Jeff Smith

Personal information
- Full name: Jeff Smith

Coaching information
Club
| Years | Team | Gms | W | D | L | W% |
| 1948–51 | Western Suburbs | 64 | 40 | 2 | 22 | 63 |
- Source:

= Jeff Smith (rugby league) =

Australian rugby league footballer and coach

Jeff Smith was an Australian rugby league coach. He coached Western Suburbs in the New South Wales Rugby League (NSWRL) competition.

==Coaching career==
Smith began his coaching career with Western Suburbs in 1948, a year after Frank Burge had taken the club to the finals. Smith guided Wests to the 1948 minor premiership only losing two games throughout the home-and-away season. Western Suburbs would go on to reach the grand final against Balmain. In the grand final, Western Suburbs prevailed 8–5 at the Sydney Sports Ground winning their third premiership. Smith joined unique company being one of the few coaches to win a premiership in their first season.

In 1949, Smith stepped down as head coach for one season and was replaced by Col Maxwell. In 1950, Smith returned as head coach. Smith guided Wests to fourth place and qualified them for the finals. Western Suburbs would go on to reach the 1950 NSWRFL grand final against South Sydney. Souths would go on to win the match 21–15.

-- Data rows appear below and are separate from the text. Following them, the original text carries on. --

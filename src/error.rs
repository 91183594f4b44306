//! Error types shared by both benchmarks.
//!
//! Every variant is terminal: nothing in the crate retries. The binaries
//! print the error to stderr and exit non-zero.

use thiserror::Error;

/// Errors that abort a benchmark run
#[derive(Debug, Error)]
pub enum BenchError {
    /// A telemetry line failed to parse or a required field had the wrong type
    #[error("bad record at index {index}: {reason}")]
    InvalidRecord { index: u64, reason: String },

    /// A worker process or task reported failure
    #[error("worker {ordinal} failed: {reason}")]
    WorkerFailed { ordinal: usize, reason: String },

    /// A worker task panicked
    #[error("worker {ordinal} panicked")]
    WorkerPanicked { ordinal: usize },

    #[error("failed to build thread pool: {0}")]
    ThreadPool(#[from] rayon::ThreadPoolBuildError),

    #[error("failed to start async runtime: {0}")]
    Runtime(#[source] std::io::Error),

    #[error("failed to spawn worker process: {0}")]
    Spawn(#[source] std::io::Error),

    #[error("failed to encode result: {0}")]
    Encode(#[source] serde_json::Error),

    /// The `shard` run mode received a payload it could not decode
    #[error("invalid shard task: {0}")]
    InvalidTask(#[source] serde_json::Error),
}

/// Result type for benchmark operations
pub type Result<T> = std::result::Result<T, BenchError>;
//! Monte Carlo sensor risk benchmark: generator, kernel and batch reducer.

use crate::checksum::{merge_mod, RISK_CHECKSUM_MODULUS};
use crate::error::Result;
use crate::fanout::Workload;
use crate::prng::Lcg;
use crate::split::Shard;
use clap::ValueEnum;
use serde::{Deserialize, Serialize};
use std::time::Instant;

pub const DEFAULT_SENSORS: u64 = 100;
pub const DEFAULT_ITERATIONS: u32 = 50_000;

const HARMONIC_EVERY: u32 = 1000;
const HARMONICS: u32 = 10;

const WARMUP_SENSORS: u64 = 10;
const WARMUP_ITERATIONS: u32 = 1000;

/// One synthetic sensor sample.
#[derive(Debug, Clone, PartialEq)]
pub struct SensorReading {
    pub device_id: String,
    pub temperature: f64,
    pub humidity: f64,
    pub pressure: f64,
    pub vibration: f64,
}

impl SensorReading {
    /// Deterministic reading for generator index `index`.
    pub fn generate(index: u64, prefix: &str) -> Self {
        let i = index as f64;
        Self {
            device_id: format!("{prefix}-{index}"),
            temperature: 20.0 + (index % 60) as f64 + (i * 0.1).sin() * 5.0,
            humidity: 40.0 + (index % 40) as f64 + (i * 0.05).cos() * 10.0,
            pressure: 1000.0 + (index % 50) as f64 + (i * 0.02).sin() * 15.0,
            // Clamped: sqrt of a negative vibration would poison the whole batch with NaN.
            vibration: (1.0 + (index % 10) as f64 + (i * 0.03).cos() * 2.0).max(0.0),
        }
    }
}

/// Readings for every index in `indices`.
pub fn generate_sensors(indices: std::ops::Range<u64>, prefix: &str) -> Vec<SensorReading> {
    indices.map(|i| SensorReading::generate(i, prefix)).collect()
}

#[derive(Debug, Clone, Copy, PartialEq)]
pub struct SensorRiskResult {
    pub risk_score: f64,
    pub failure_probability: f64,
    /// `floor(raw risk sum * 1e6) mod 1e6`
    pub checksum: u64,
}

/// Runs the Monte Carlo risk simulation for one reading.
pub fn calculate_risk(reading: &SensorReading, iterations: u32) -> SensorRiskResult {
    if iterations == 0 {
        return SensorRiskResult {
            risk_score: 0.0,
            failure_probability: 0.0,
            checksum: 0,
        };
    }

    let SensorReading {
        temperature: t,
        humidity: h,
        pressure: p,
        vibration: v,
        ..
    } = *reading;

    let mut rng = Lcg::for_device(&reading.device_id);
    let mut risk = 0.0f64;
    let mut failure = 0.0f64;

    for i in 0..iterations {
        let x = f64::from(i);
        let temp_stress = ((t - 25.0) / 15.0).exp() * (1.0 + 0.1 * (x * 0.01).sin());
        let humidity_stress = (h / 100.0).powi(2) * (1.0 + 0.05 * (x * 0.02).cos());
        let pressure_stress = (p - 1013.25).abs() / 50.0 * (1.0 + 0.03 * (x * 0.015).sin());
        let vibration_stress = v.sqrt() * (1.0 + 0.08 * (x * 0.008).cos());

        let (r, next) = rng.next();
        rng = next;

        let stress = temp_stress * humidity_stress + pressure_stress * vibration_stress;
        let threshold = 2.5 + r * 0.5;

        // Weibull CDF with shape and scale jittered by the random draw
        let shape = 1.5 + r * 0.3;
        let scale = 100.0 + r * 20.0;
        let weibull = 1.0 - (-(stress / scale).powf(shape)).exp();

        if weibull > threshold / 10.0 {
            failure += weibull;
        }

        risk += stress.powf(1.8) * (1.0 + weibull).ln();

        if i % HARMONIC_EVERY == 0 {
            for k in 1..=HARMONICS {
                let k = f64::from(k);
                risk += (k * stress).sin() * (k * failure).cos() / k;
            }
        }
    }

    let n = f64::from(iterations);
    SensorRiskResult {
        risk_score: risk / n,
        failure_probability: failure / n,
        checksum: ((risk * 1_000_000.0).floor() as i64)
            .rem_euclid(RISK_CHECKSUM_MODULUS as i64) as u64,
    }
}

/// Averages of a batch of kernel results.
#[derive(Debug, Clone, Copy, PartialEq)]
pub struct BatchRisk {
    pub avg_risk: f64,
    pub avg_failure_prob: f64,
    pub checksum: u64,
}

pub fn process_batch(sensors: &[SensorReading], iterations: u32) -> BatchRisk {
    let mut total_risk = 0.0;
    let mut total_failure = 0.0;
    let mut checksums = Vec::with_capacity(sensors.len());

    for sensor in sensors {
        let result = calculate_risk(sensor, iterations);
        total_risk += result.risk_score;
        total_failure += result.failure_probability;
        checksums.push(result.checksum);
    }

    let n = sensors.len().max(1) as f64;
    BatchRisk {
        avg_risk: total_risk / n,
        avg_failure_prob: total_failure / n,
        checksum: merge_mod(checksums, RISK_CHECKSUM_MODULUS),
    }
}

/// Runs `rounds` small untimed batches before the measured run.
pub fn warmup(rounds: u32) {
    let sensors = generate_sensors(0..WARMUP_SENSORS, "warmup");
    for _ in 0..rounds {
        std::hint::black_box(process_batch(&sensors, WARMUP_ITERATIONS));
    }
}

/// Which generator indices a worker's sensors are built from.
#[derive(Debug, Clone, Copy, Default, PartialEq, Eq, ValueEnum, Serialize, Deserialize)]
#[serde(rename_all = "lowercase")]
pub enum SensorIndexing {
    /// Every worker starts at index 0, like the Node and Java benchmarks.
    #[default]
    Local,
    /// Workers take their slice of `0..sensors`, so any worker count
    /// simulates the same sensors as a single worker.
    Global,
}

/// Risk simulation parameters shipped to every worker.
#[derive(Debug, Clone, Serialize, Deserialize)]
pub struct RiskWorkload {
    pub iterations: u32,
    /// Prefix device ids with the worker ordinal (`sensor-w{n}`).
    pub tag_workers: bool,
    #[serde(default)]
    pub indexing: SensorIndexing,
}

/// What one risk worker reports back.
#[derive(Debug, Clone, PartialEq, Serialize, Deserialize)]
pub struct RiskPartial {
    pub sensors: u64,
    pub ms: f64,
    pub avg_risk: f64,
    pub avg_failure_prob: f64,
    pub checksum: u64,
}

impl RiskWorkload {
    fn indices(&self, shard: &Shard) -> std::ops::Range<u64> {
        match self.indexing {
            SensorIndexing::Local => 0..shard.count,
            SensorIndexing::Global => shard.indices(),
        }
    }

    fn prefix(&self, shard: &Shard) -> String {
        if self.tag_workers {
            format!("sensor-w{}", shard.ordinal)
        } else {
            "sensor".to_string()
        }
    }
}

impl Workload for RiskWorkload {
    type Partial = RiskPartial;

    fn run_shard(&self, shard: &Shard) -> Result<RiskPartial> {
        let start = Instant::now();
        let sensors = generate_sensors(self.indices(shard), &self.prefix(shard));
        let batch = process_batch(&sensors, self.iterations);

        Ok(RiskPartial {
            sensors: shard.count,
            ms: start.elapsed().as_secs_f64() * 1000.0,
            avg_risk: batch.avg_risk,
            avg_failure_prob: batch.avg_failure_prob,
            checksum: batch.checksum,
        })
    }
}
//! Workbook normalization.
//!
//! Turns a [`RawTable`] of patient data, in either row-per-patient or
//! transposed label-per-row layout, into a [`NormalizedWorkbook`]:
//!
//! 1. Trim fully-empty rows and columns ([`trim_table`]).
//! 2. Pick a layout ([`detect_orientation`]).
//! 3. Assemble one [`Record`](triage_model::Record) per patient, merging
//!    duplicate labels ([`assemble_row_wise`], [`assemble_transposed`]).
//! 4. Finalize: identifiers, symptom summary and note, atomic cleanup and
//!    ground-truth split ([`finalize_records`]).
//!
//! Only an empty table is an error; unrecognized or malformed fields degrade
//! to empty values or fallback text.
//!
//! # Example
//!
//! ```
//! use triage_model::{CellValue, RawColumn, RawTable};
//! use triage_normalization::normalize_table;
//!
//! let table = RawTable::new(vec![
//!     RawColumn::new("Age", vec![CellValue::from("75")]),
//!     RawColumn::new("True Stroke?", vec![CellValue::from("No")]),
//! ]);
//! let workbook = normalize_table(&table).unwrap();
//! assert_eq!(workbook.patients[0].patient_id, "1");
//! assert_eq!(workbook.ground_truth[0].true_stroke, "No");
//! ```

pub mod assemble;
pub mod error;
pub mod finalize;
pub mod label;
pub mod narrative;
pub mod options;
pub mod orientation;
pub mod trim;
pub mod value;

use tracing::{debug, info_span};
use triage_model::{NormalizedWorkbook, RawTable};

pub use assemble::{assemble_row_wise, assemble_transposed};
pub use error::{NormalizeError, Result};
pub use finalize::{
    DerivedFields, assign_identity, collapse_atomic_fields, derive_fields, finalize_records,
    split_ground_truth,
};
pub use label::normalize_label;
pub use narrative::{NarrativeFallbacks, build_note, symptom_summary};
pub use options::{NormalizeOptions, OrientationMode};
pub use orientation::{Orientation, detect_orientation};
pub use trim::{TrimmedTable, trim_table};
pub use value::{format_numeric, narrative_segment, normalize_value, primary_segment};

/// Result of a normalization pass together with the layout that was used.
#[derive(Debug, Clone)]
pub struct NormalizeOutcome {
    pub orientation: Orientation,
    pub workbook: NormalizedWorkbook,
}

/// Normalizes a table with default options.
pub fn normalize_table(table: &RawTable) -> Result<NormalizedWorkbook> {
    normalize_table_with(table, &NormalizeOptions::default()).map(|outcome| outcome.workbook)
}

pub fn normalize_table_with(
    table: &RawTable,
    options: &NormalizeOptions,
) -> Result<NormalizeOutcome> {
    let span = info_span!("normalize", width = table.width(), height = table.height());
    let _guard = span.enter();

    let trimmed = trim_table(table)?;
    let orientation = match options.orientation {
        OrientationMode::Detect => detect_orientation(&trimmed),
        OrientationMode::Force(orientation) => orientation,
    };
    let records = match orientation {
        Orientation::RowWise => assemble_row_wise(&trimmed),
        Orientation::Transposed => assemble_transposed(&trimmed),
    };
    debug!(
        %orientation,
        rows = trimmed.height(),
        columns = trimmed.width(),
        records = records.len(),
        "assembled records"
    );

    let workbook = finalize_records(records, &options.fallbacks);
    debug!(
        patients = workbook.patients.len(),
        ground_truth = workbook.ground_truth.len(),
        "finalized workbook"
    );
    Ok(NormalizeOutcome {
        orientation,
        workbook,
    })
}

In 1951, Smith again guided Western Suburbs to the finals. Western Suburbs would go on to be eliminated by Manly-Warringah 9–37 in the semi-final at the Sydney Cricket Ground. This was Smith's last game as head coach and he stepped down following the defeat. The following year, Western Suburbs would go on to win their fourth and final premiership.